BAGUIO CITY – Typhoid fever cases in the region for the first ten months of this year reached 2,039 which is fourteen percent higher than the 1,794 cases recorded by the health department during the same period last year.
From January 1 to November 1, 2018, the Cordillera office of the Department of Health (DOH-CAR) stated that there were no typhoid fever related deaths this year compared to the lone fatality that was registered by the agency during the same reckoning period last year.
The report stipulated that the typhoid fever cases were from Benguet with 827 cases followed by Kalinga with 301 cases, Apayao – 213 cases, Ifugao – 204 cases, Mountain Province – 184 cases, Baguio City – 151 cases, Abra – 85 cases and non-Car provinces 74 cases.
Karen B. Lonogan, health program officer of the DOH-CAR’s Regional Epidemiology and Surveillance Unit (RESU), claimed that there were more males who were affected with the illness which totaled 1,050 or 52 percent of the total affected individuals.
According to her, the age range of the affected individuals was 7 days to 98 years old with a median of 22 years old.
She disclosed that clustering of typhoid fever cases were recorded by the agency in Apayao, Baguio City, Benguet, Ifugao, Kalinga and Mountain Province.

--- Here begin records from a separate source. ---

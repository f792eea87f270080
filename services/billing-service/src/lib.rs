//! Billing Service library

pub mod api;
pub mod application;
pub mod error;

/// 文件描述符集 (用于 gRPC 反射)
pub const FILE_DESCRIPTOR_SET: &[u8] = tonic::include_file_descriptor_set!("billing_descriptor");
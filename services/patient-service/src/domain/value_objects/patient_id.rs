use std::fmt;
use uuid::Uuid;

/// 患者 ID
#[derive(Debug, Clone, Copy, PartialEq, Eq, Hash)]
pub struct PatientId(Uuid);

impl PatientId {
    pub fn new() -> Self {
        Self(Uuid::new_v4())
    }

    /// 解析路径参数，格式错误返回 None
    pub fn parse(raw: &str) -> Option<Self> {
        Uuid::parse_str(raw).ok().map(Self)
    }
}

impl Default for PatientId {
    fn default() -> Self {
        Self::new()
    }
}

impl fmt::Display for PatientId {
    fn fmt(&self, f: &mut fmt::Formatter<'_>) -> fmt::Result {
        write!(f, "{}", self.0)
    }
}
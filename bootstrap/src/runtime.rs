//! 服务运行时

use pm_config::AppConfig;
use pm_telemetry::{init_tracing, init_tracing_json, TelemetryError};
use tracing::{error, info};

/// 初始化服务运行时
pub fn init_runtime(config: &AppConfig) -> Result<(), TelemetryError> {
    // 初始化 tracing
    if config.is_production() {
        init_tracing_json(&config.telemetry.log_level)?;
    } else {
        init_tracing(&config.telemetry.log_level)?;
    }

    info!(
        app_name = %config.app_name,
        app_env = %config.app_env,
        "Runtime initialized"
    );

    Ok(())
}

/// 等待关闭信号
///
/// 信号处理器安装失败时只记录日志，不会触发关闭
pub async fn shutdown_signal() {
    let ctrl_c = async {
        if let Err(e) = tokio::signal::ctrl_c().await {
            error!(error = %e, "Failed to install Ctrl+C handler");
            std::future::pending::<()>().await;
        }
    };

    #[cfg(unix)]
    let terminate = async {
        match tokio::signal::unix::signal(tokio::signal::unix::SignalKind::terminate()) {
            Ok(mut signal) => {
                signal.recv().await;
            }
            Err(e) => {
                error!(error = %e, "Failed to install SIGTERM handler");
                std::future::pending::<()>().await;
            }
        }
    };

    #[cfg(not(unix))]
    let terminate = std::future::pending::<()>();

    tokio::select! {
        _ = ctrl_c => {},
        _ = terminate => {},
    }

    info!("Shutdown signal received");
}
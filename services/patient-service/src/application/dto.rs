//! 请求 / 响应 DTO 与声明式校验

use chrono::NaiveDate;
use serde::{Deserialize, Serialize};

use crate::domain::{Email, Patient};
use crate::error::{FieldViolation, PatientError};

pub const NAME_MAX_LEN: usize = 100;
const DATE_FORMAT: &str = "%Y-%m-%d";

/// 创建 / 更新患者请求
///
/// 字段都是可选的，缺失字段作为校验错误返回而不是反序列化错误
#[derive(Debug, Clone, Default, Deserialize)]
#[serde(rename_all = "camelCase", default)]
pub struct PatientRequest {
    pub name: Option<String>,
    pub email: Option<String>,
    pub address: Option<String>,
    pub date_of_birth: Option<String>,
}

/// 校验通过的患者数据
#[derive(Debug, Clone, PartialEq, Eq)]
pub struct PatientDraft {
    pub name: String,
    pub email: Email,
    pub address: String,
    pub date_of_birth: NaiveDate,
}

fn required<'a>(
    value: &'a Option<String>,
    field: &str,
    message: &str,
    violations: &mut Vec<FieldViolation>,
) -> Option<&'a str> {
    match value.as_deref().map(str::trim) {
        Some(v) if !v.is_empty() => Some(v),
        _ => {
            violations.push(FieldViolation::new(field, message));
            None
        }
    }
}

impl PatientRequest {
    /// 校验所有字段，收集全部违规项
    pub fn validate(&self) -> Result<PatientDraft, PatientError> {
        let mut violations = Vec::new();

        let name = required(&self.name, "name", "Name is required", &mut violations);
        if let Some(name) = name {
            if name.chars().count() > NAME_MAX_LEN {
                violations.push(FieldViolation::new(
                    "name",
                    format!("Name cannot exceed {} characters", NAME_MAX_LEN),
                ));
            }
        }

        let email = required(&self.email, "email", "Email is required", &mut violations)
            .and_then(|raw| match Email::new(raw) {
                Ok(email) => Some(email),
                Err(_) => {
                    violations.push(FieldViolation::new("email", "Email should be valid"));
                    None
                }
            });

        let address = required(&self.address, "address", "Address is required", &mut violations);

        let date_of_birth = required(
            &self.date_of_birth,
            "dateOfBirth",
            "Date of birth is required",
            &mut violations,
        )
        .and_then(|raw| match NaiveDate::parse_from_str(raw, DATE_FORMAT) {
            Ok(date) => Some(date),
            Err(_) => {
                violations.push(FieldViolation::new(
                    "dateOfBirth",
                    "Date of birth must be a valid date (YYYY-MM-DD)",
                ));
                None
            }
        });

        match (name, email, address, date_of_birth) {
            (Some(name), Some(email), Some(address), Some(date_of_birth))
                if violations.is_empty() =>
            {
                Ok(PatientDraft {
                    name: name.to_string(),
                    email,
                    address: address.to_string(),
                    date_of_birth,
                })
            }
            _ => Err(PatientError::ValidationFailed(violations)),
        }
    }
}

/// 患者响应
#[derive(Debug, Clone, PartialEq, Eq, Serialize, Deserialize)]
#[serde(rename_all = "camelCase")]
pub struct PatientResponse {
    pub id: String,
    pub name: String,
    pub email: String,
    pub address: String,
    pub date_of_birth: String,
}

impl From<Patient> for PatientResponse {
    fn from(patient: Patient) -> Self {
        Self {
            id: patient.id.to_string(),
            name: patient.name,
            email: patient.email.to_string(),
            address: patient.address,
            date_of_birth: patient.date_of_birth.format(DATE_FORMAT).to_string(),
        }
    }
}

Health experts revealed that typhoid fever is a systematic bacterial disease with insidious onset of sustained fever, severe headache, malaise, anorexia, splenomegaly, non-productive cough in the early stage of the illness, and constipation more often than diarrhea in adults.
The infection is transmitted through the reported ingestion of contaminated feces, food and water.
Among the recommended typhoid or paratyphoid prevention and control measures include the religious practice of proper handwashing before food preparation, before eating, after using the toilet; maintain a high standard of personal hygiene; maintain rigorous standards of cleanliness in food preparation, food handling and food storage, especially salads and other cold served foods and report all diarrheal cases with increasing clustering to the different local emergency and surveillance units.
Experts disclosed that typhoid fever is a systematic bacterial disease with insidious onset of sustained fever, severe headache, malaise, anorexia, splenomegaly, non-productive cough in the early stage of the illness, and constipation more often than diarrhea in adults.
Moreover, the infection is reportedly transmitted through the ingestion of contaminated feces, food and water from whatever sources.
Among the recommended preventive measures that should be undertaken by concerned individuals so as not to contract the illness include the practice of proper hand washing before food preparation, before eating and after using the comfort room; maintain a high standard personal hygiene; maintain rigorous standards of cleanliness in food preparation, food handling and food storage, especially salads and other cold served foods and report all diarrheal cases with increasing trend or clustering to the RESU via whatever mode.